There’s big money in big luxury these days. Pickup trucks — long America’s best-selling passenger vehicles — have gone from utilitarian workhorses to livable family transports to full-on fancy machines. Customers love such trucks because they combine the fancy features of high-end cars with the capability and confidence of bedded, body-on-frame Brobdingnagians; auto manufacturers love them because they’re insanely profitable.
But while the pickup truck market may not have much appetite for rigs wearing traditional luxury brand names — remember the Cadillac Escalade EXT, the Lincoln Mark LT, the Lincoln Blackwood with its fake wood-trimmed bed? — sport-utility vehicle buyers have shown no such issues.
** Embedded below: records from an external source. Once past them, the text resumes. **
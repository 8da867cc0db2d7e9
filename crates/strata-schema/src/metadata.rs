use crate::reference::TemplateKey;
use crate::types::TemplateId;
use crate::SchemaError;
use serde::{Deserialize, Serialize};
use std::fmt;

#[derive(Debug, Clone, Copy, PartialEq, Eq, Hash, Serialize, Deserialize)]
#[serde(rename_all = "lowercase")]
pub enum DigestMethod {
    Md5,
    Sha256,
}

impl DigestMethod {
    pub fn parse(s: &str) -> Result<Self, SchemaError> {
        match s.trim().to_ascii_lowercase().as_str() {
            "md5" => Ok(Self::Md5),
            "sha256" => Ok(Self::Sha256),
            other => Err(SchemaError::UnsupportedDigest(other.to_owned())),
        }
    }
}

impl fmt::Display for DigestMethod {
    fn fmt(&self, f: &mut fmt::Formatter<'_>) -> fmt::Result {
        match self {
            DigestMethod::Md5 => write!(f, "md5"),
            DigestMethod::Sha256 => write!(f, "sha256"),
        }
    }
}

/// Declared digest of a template archive. `hash` is lowercase hex.
#[derive(Debug, Clone, PartialEq, Eq, Serialize, Deserialize)]
pub struct Digest {
    pub method: DigestMethod,
    pub hash: String,
}

impl Digest {
    pub fn new(method: DigestMethod, hash: &str) -> Self {
        Self {
            method,
            hash: hash.trim().to_ascii_lowercase(),
        }
    }
}

/// Immutable description of a published template, as returned by the metadata service.
#[derive(Debug, Clone, PartialEq, Eq, Serialize)]
pub struct TemplateMetadata {
    pub id: TemplateId,
    pub name: String,
    pub owner: String,
    pub version: String,
    pub size: u64,
    pub digest: Digest,
    pub parent: Option<String>,
    pub pref_size: Option<String>,
}

/// Wire shape of `GET /template`. Older services only send `md5`.
#[derive(Debug, Deserialize)]
struct WireTemplate {
    id: String,
    name: String,
    owner: String,
    version: String,
    #[serde(default)]
    md5: String,
    #[serde(default, rename = "digest-method")]
    digest_method: String,
    #[serde(default, rename = "digest")]
    digest_hash: String,
    #[serde(default)]
    parent: String,
    #[serde(default)]
    size: u64,
    #[serde(default, rename = "pref-size")]
    pref_size: String,
}

impl TemplateMetadata {
    /// Decode a metadata service response body.
    pub fn from_json(body: &[u8]) -> Result<Self, SchemaError> {
        let wire: WireTemplate = serde_json::from_slice(body)
            .map_err(|e| SchemaError::MalformedMetadata(e.to_string()))?;

        let digest = if !wire.digest_method.is_empty() && !wire.digest_hash.is_empty() {
            Digest::new(DigestMethod::parse(&wire.digest_method)?, &wire.digest_hash)
        } else if !wire.md5.is_empty() {
            Digest::new(DigestMethod::Md5, &wire.md5)
        } else {
            return Err(SchemaError::MalformedMetadata(format!(
                "template '{}' declares no digest",
                wire.id
            )));
        };

        for (field, value) in [
            ("id", &wire.id),
            ("name", &wire.name),
            ("owner", &wire.owner),
            ("version", &wire.version),
        ] {
            if value.trim().is_empty() {
                return Err(SchemaError::MalformedMetadata(format!(
                    "field '{field}' is empty"
                )));
            }
        }

        Ok(Self {
            id: TemplateId::new(wire.id),
            name: wire.name,
            owner: wire.owner,
            version: wire.version,
            size: wire.size,
            digest,
            parent: Some(wire.parent).filter(|p| !p.is_empty()),
            pref_size: Some(wire.pref_size).filter(|p| !p.is_empty()),
        })
    }

    /// Serialize back to the wire shape, e.g. for a locally exported template.
    pub fn to_wire_json(&self) -> serde_json::Value {
        let mut value = serde_json::json!({
            "id": self.id,
            "name": self.name,
            "owner": self.owner,
            "version": self.version,
            "digest-method": self.digest.method.to_string(),
            "digest": self.digest.hash,
            "size": self.size,
            "parent": self.parent.clone().unwrap_or_default(),
        });
        if self.digest.method == DigestMethod::Md5 {
            value["md5"] = serde_json::Value::String(self.digest.hash.clone());
        }
        if let Some(pref) = &self.pref_size {
            value["pref-size"] = serde_json::Value::String(pref.clone());
        }
        value
    }

    pub fn key(&self) -> TemplateKey {
        TemplateKey::new(&self.name, &self.owner, &self.version)
    }
}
These days, there are as many luxury SUVs out there as there are mainstream ones, if not more.
Still, given the size of the potential market, there must be some percentage of buyers out there who want their SUV with the nice bits, but not the ostentatious badge. Hence the existence of High Country Chevys, Capstone Sequoias, Platinum Fords — and, perhaps most notably, GMC’s Denali line of sport-utes and trucks. And since the automotive marketplace, like nature, abhors a vacuum, carmakers are constantly trying to find new ways to fill white spaces between existing models, no matter how small they might seem. Which brings us to the GMC Yukon Denali Ultimate.
What’s special about the GMC Yukon Denali Ultimate?

It’s about as fancy as an SUV can be without slapping on the sort of badge that will make a certain type of neighbor or relative offer up a snide remark. (“Oh, you bought a Mercedes? Must be nice.”) In price and position, it’s meant to slide between the regular Yukon Denali and the Cadillac Escalade.
Mechanically and electronically, the changes are few. The biggest is the arrival of General Motors’s excellent Super Cruise semi-self-driving tech to the Yukon, which enables drivers on select divided highways to take their hands off the wheel and do all sorts of things the fuddy-duddies at Consumer Reports would rather you didn’t, just so long as your eyes stay on the road and you’re ready to spring into action if things turn FUBAR.
Outside, the tweaks are subtle. Dark-tinted chrome trim (GMC calls it “Vader Chrome,” in an unexpectedly silly move) sits on the grille and other places traditional brightwork would on lesser models. Paired with the blue-gray Titanium Rush Metallic paint of my test car, it made for an unexpectedly classy treatment — at least as subtle as a three-ton SUV with a price tag smacking up against $100,000 can be.